Startup Developing Weather Hosted Payload

By Frank Morring, Jr.
Source: Aviation Week & Space Technology
February 25, 2013
Credit: Space Systems/Loral

Commercial communications satellites are old news, and commercial remote-sensing satellites make imagery from Cold War reconnaissance satellites look quaint. Commercial cargo vehicles are arriving at the International Space Station, and commercial crew vehicles are on the way.

Now a Las Vegas-based startup is taking another step in the direction of expanding human commerce into low Earth orbit—in the form of commercial weather satellites.

But as a commercial venture, GeoMetWatch Corp. isn't following the government paradigm of orbiting dedicated weather satellites with a handful of infrared and visible light-imaging channels. Instead, it is building on a government development that has gone unused to build hosted payloads that will fly piggyback on commercial geosynchronous communications satellites, sending back hyperspectral data in a continuous stream.

The first one is already in work at the new Advanced Weather Systems laboratory in Logan, Utah, the home of Utah State University. Known as “Storm,” for Sounding and Tracking Observatory of Regional Meteorology, the box-shaped hyperspectral imager would be bolted to the Earth-facing surfaces of at least six satcoms scattered around the equator. Integrated into the host spacecraft's power and data systems, the Storm units are expected to provide staring capability with a 2-km (1.2-mi.) resolution—in three dimensions when a full constellation is in orbit—that GeoMetWatch believes will provide weather-tracking capability three orders of magnitude better than today's system of Doppler radars and Geostationary Operational Environmental Satellites (GOES).

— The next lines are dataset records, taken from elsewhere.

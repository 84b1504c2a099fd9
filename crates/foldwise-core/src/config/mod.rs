//! Configuration management for foldwise

#[allow(clippy::module_inception)] // config module in config directory is intentional
mod config;
mod loader;
mod logging_config;
mod timeouts;

pub use config::{Config, DEFAULT_PAGE_SIZE, DEFAULT_SERVER};
pub use loader::{ConfigLoader, ConfigSource, default_config_path, load_config};
pub use logging_config::LoggingConfig;
pub use timeouts::TimeoutConfig;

For forecasters at the U.S. National Weather Service, the Defense Department and commercial operations such as The Weather Channel, the projected improvements will come as overall U.S. capability is threatened by tight federal budgets. The Nevada company cites the National Research Council finding that the “precipitous decline” in the U.S. weather-satellite system could lead to a “slowing or even reversal” of past gains in forecasting accuracy.

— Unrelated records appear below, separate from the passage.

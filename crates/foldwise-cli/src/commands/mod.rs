//! Command handlers

pub mod config;
pub mod models;
pub mod run;
pub mod runs;
pub mod tasks;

“Our current capability to adequately monitor and predict severe weather over the U.S. is threatened to the point that we must rely on satellite missions flown by Europe and China to meet our basic weather observation requirements,” David Crain, GeoMetWatch's CEO, testified in Congress last year.

Crain's testimony was underscored Feb. 14 when the U.S. Government Accountability Office added the mitigation of gaps in federal weather satellite data to its list of the “highest-risk” programs. “The importance of such data was recently highlighted by the advance warnings of the path, timing and intensity of Superstorm Sandy,” the GAO states.

“A possible solution, we believe at GeoMetWatch, is the hosted-payload approach, where you have a very predictable launch cadence from the commercial satellite integrators,” says aerospace consultant William Readdy, a former space shuttle commander who is chairman of the company's board of directors. “We have an instrument that we know how to build, and a template that we think is very achievable, on the order of 36 months, which fits nicely with the typical build cycle of a commercial [communications] satellite.”